Finalmente anche la duchessa fece propri i sospetti francesi circa la neutralità del C., bloccando ogni sua ulteriore attività. Il 3 luglio 1640 essa scrisse al papa che solo la parzialità del C. per i principi aveva impedito la conclusione della pace. La reggente gli rimproverava in primo luogo il fatto di essere rimasto a Torino quando la città era stata occupata da Tommaso, invece di seguire la sua corte, per cui il papa aveva apparentemente un nunzio presso suo cognato, ma non presso la sua persona, e lei aveva deciso di non riceverlo più.
Durante l'assedio il C. poté di nuovo impedire che fosse dato luogo alle rappresaglie minacciate dal principe Tommaso contro i madamisti di Torino; inoltre trattò con gli assedianti un accordo per impedire maggiori distruzioni.
Quando i Francesi occuparono la città, nel sett. 1640, il C. fu costretto ad allontanarsene; rimase alcuni mesi a Tigliole presso Asti, in attesa del richiamo, mentre il suo segretario Dentis provvedeva alla corrispondenza da Torino. Feragalli tornò a Roma in ottobre, il C. partì in dicembre. Finalmente la pace fu ristabilita in Savoia il 14 giugno 1642, senza il concorso del C., ma in base alle proposte di accordo da lui elaborate nella primavera del 1640.

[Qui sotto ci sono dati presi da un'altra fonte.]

//! Delimited measurement file reader.
//!
//! Benchmark tools prefix their CSV output with a few lines of run
//! metadata. [`TsvSource`] discards a fixed number of those lines, treats
//! the next line as the header and parses every cell into a [`Value`].

use crate::error::LoadError;
use crate::models::{Record, Table, Value};
use csv::ReaderBuilder;
use std::fs::File;
use std::io::{BufRead, BufReader, Read};
use std::path::Path;
use tracing::debug;

/// Description of how a family of measurement files is laid out.
#[derive(Debug, Clone)]
pub struct TsvSource {
    /// Field delimiter (tab for all known artifacts).
    pub delimiter: u8,
    /// Number of lines preceding the header line.
    pub skip_lines: usize,
    /// Columns kept as text even when their cells look numeric.
    pub text_columns: Vec<String>,
}

impl Default for TsvSource {
    fn default() -> Self {
        Self {
            delimiter: b'\t',
            skip_lines: 2,
            text_columns: Vec::new(),
        }
    }
}

impl TsvSource {
    pub fn new(delimiter: u8, skip_lines: usize) -> Self {
        Self {
            delimiter,
            skip_lines,
            text_columns: Vec::new(),
        }
    }

    /// Returns a copy with a different number of skipped lines.
    pub fn with_skip_lines(&self, skip_lines: usize) -> Self {
        Self {
            skip_lines,
            ..self.clone()
        }
    }

    /// Returns a copy that keeps the given columns as text.
    pub fn with_text_columns(&self, columns: &[&str]) -> Self {
        let mut source = self.clone();
        source
            .text_columns
            .extend(columns.iter().map(|c| c.to_string()));
        source
    }

    /// Read one measurement file.
    pub fn read(&self, path: &Path) -> Result<Table, LoadError> {
        debug!("Reading {}", path.display());

        let file = File::open(path).map_err(|source| LoadError::Read {
            path: path.to_path_buf(),
            source,
        })?;

        self.read_from(path, file)
    }

    /// Parse measurements from any reader; `origin` is only used in errors.
    pub fn read_from<R: Read>(&self, origin: &Path, reader: R) -> Result<Table, LoadError> {
        let mut reader = BufReader::new(reader);
        let mut skipped = Vec::new();

        for _ in 0..self.skip_lines {
            skipped.clear();
            let read = reader
                .read_until(b'\n', &mut skipped)
                .map_err(|source| LoadError::Read {
                    path: origin.to_path_buf(),
                    source,
                })?;
            if read == 0 {
                return Err(self.missing_header(origin));
            }
        }

        let mut csv = ReaderBuilder::new()
            .delimiter(self.delimiter)
            .has_headers(true)
            .from_reader(reader);

        let malformed = |source| LoadError::Malformed {
            path: origin.to_path_buf(),
            source,
        };

        let headers: Vec<String> = csv
            .headers()
            .map_err(malformed)?
            .iter()
            .map(|h| h.trim().to_string())
            .collect();
        if headers.iter().all(String::is_empty) {
            return Err(self.missing_header(origin));
        }

        let mut table = Table::with_columns(&headers);
        for row in csv.records() {
            let row = row.map_err(malformed)?;
            let mut record = Record::new();
            for (column, cell) in headers.iter().zip(row.iter()) {
                let value = if self.text_columns.iter().any(|c| c == column) {
                    Value::Text(cell.trim().to_string())
                } else {
                    Value::parse_cell(cell)
                };
                record.set(column, value);
            }
            table.push(record);
        }

        debug!("Read {} rows from {}", table.len(), origin.display());
        Ok(table)
    }

    fn missing_header(&self, origin: &Path) -> LoadError {
        LoadError::MissingHeader {
            path: origin.to_path_buf(),
            skip: self.skip_lines,
        }
    }
}

#[cfg(test)]
mod tests {
    use super::*;
    use std::io::Write;

    const SAMPLE: &str = "# vector_extension\tavx512\n\
                          # generated by the benchmark driver\n\
                          vector_extension\tin_data_f\truntime:µs\n\
                          ps_avx512\tuncompr_f\t1500\n\
                          ps_scalar\tuncompr_f\t3000\n";

    #[test]
    fn test_skips_metadata_lines() {
        let source = TsvSource::default();
        let table = source
            .read_from(Path::new("sample.csv"), SAMPLE.as_bytes())
            .unwrap();

        assert_eq!(table.len(), 2);
        assert_eq!(
            table.columns(),
            &["vector_extension", "in_data_f", "runtime:µs"]
        );
        assert_eq!(table.records()[0].number("runtime:µs").unwrap(), 1500.0);
        assert_eq!(
            table.records()[1].text("vector_extension").unwrap(),
            "ps_scalar"
        );
    }

    #[test]
    fn test_text_columns_stay_text() {
        let source = TsvSource::default()
            .with_skip_lines(0)
            .with_text_columns(&["query"]);
        let table = source
            .read_from(Path::new("q.csv"), "query\truntime [ms]\n1.1\t20\n".as_bytes())
            .unwrap();

        assert_eq!(table.records()[0].get("query"), Some(&Value::from("1.1")));
        assert_eq!(table.records()[0].number("runtime [ms]").unwrap(), 20.0);
    }

    #[test]
    fn test_missing_header() {
        let source = TsvSource::default();
        let result = source.read_from(Path::new("short.csv"), "only one line\n".as_bytes());
        assert!(matches!(result, Err(LoadError::MissingHeader { skip: 2, .. })));
    }

    #[test]
    fn test_ragged_row_is_malformed() {
        let source = TsvSource::default().with_skip_lines(0);
        let result = source.read_from(Path::new("ragged.csv"), "a\tb\n1\t2\t3\n".as_bytes());
        assert!(matches!(result, Err(LoadError::Malformed { .. })));
    }

    #[test]
    fn test_missing_file() {
        let dir = tempfile::tempdir().unwrap();
        let result = TsvSource::default().read(&dir.path().join("absent.csv"));
        assert!(matches!(result, Err(LoadError::Read { .. })));
    }

    #[test]
    fn test_read_from_disk() {
        let dir = tempfile::tempdir().unwrap();
        let path = dir.path().join("example_1.csv");
        let mut file = File::create(&path).unwrap();
        file.write_all(SAMPLE.as_bytes()).unwrap();

        let table = TsvSource::default().read(&path).unwrap();
        assert_eq!(table.len(), 2);
    }
}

Nel 1641 il C. dovette rimanere alcuni mesi a Roma per riferire sulle proprie esperienze, ma poi ritornò in Calabria nella sede arcivescovile di Santa Severina, e vi rimase fino alla morte. Indubbiamente era già malato nel 1647 poiché già allora, chiedendo di essere trasferito a Caserta, adduceva a motivo che questa sede era più vicina alla sua patria e che vi avrebbe potuto ottenere più facilmente le medicine di cui aveva bisogno. La sua richiesta non fu esaudita, ed egli morì a Santa Severina il 17 nov. 1651. Fu sepolto nella cattedrale.